ACTIVITY: Filter the entries for the word "header". Copy each line in which it occurs.

SOURCE DATA:
▬▬▬

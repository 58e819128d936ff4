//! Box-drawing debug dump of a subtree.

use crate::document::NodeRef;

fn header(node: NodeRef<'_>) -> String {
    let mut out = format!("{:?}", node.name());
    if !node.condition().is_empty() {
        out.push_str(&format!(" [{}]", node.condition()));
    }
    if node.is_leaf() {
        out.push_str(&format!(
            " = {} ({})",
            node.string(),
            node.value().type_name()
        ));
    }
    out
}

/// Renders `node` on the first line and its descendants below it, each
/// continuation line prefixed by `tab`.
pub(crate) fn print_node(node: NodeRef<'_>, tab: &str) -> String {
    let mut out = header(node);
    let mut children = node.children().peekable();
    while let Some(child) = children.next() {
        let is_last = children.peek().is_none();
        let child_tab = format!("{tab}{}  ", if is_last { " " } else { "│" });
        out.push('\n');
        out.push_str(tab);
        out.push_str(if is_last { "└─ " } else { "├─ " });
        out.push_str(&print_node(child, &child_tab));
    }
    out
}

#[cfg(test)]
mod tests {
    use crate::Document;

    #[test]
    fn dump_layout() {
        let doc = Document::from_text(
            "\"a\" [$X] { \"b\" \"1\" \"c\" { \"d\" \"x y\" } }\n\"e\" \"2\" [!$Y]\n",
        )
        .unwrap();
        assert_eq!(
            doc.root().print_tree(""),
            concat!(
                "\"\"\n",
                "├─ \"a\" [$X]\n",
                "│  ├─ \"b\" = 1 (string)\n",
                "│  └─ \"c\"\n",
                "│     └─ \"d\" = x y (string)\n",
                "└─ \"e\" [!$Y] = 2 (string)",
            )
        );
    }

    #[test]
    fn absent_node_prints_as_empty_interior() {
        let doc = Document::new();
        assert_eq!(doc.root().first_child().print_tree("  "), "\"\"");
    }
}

▬▬▬

OUTPUT FOR THIS EXERCISE:
fn header(node: NodeRef<'_>) -> String {
    let mut out = header(node);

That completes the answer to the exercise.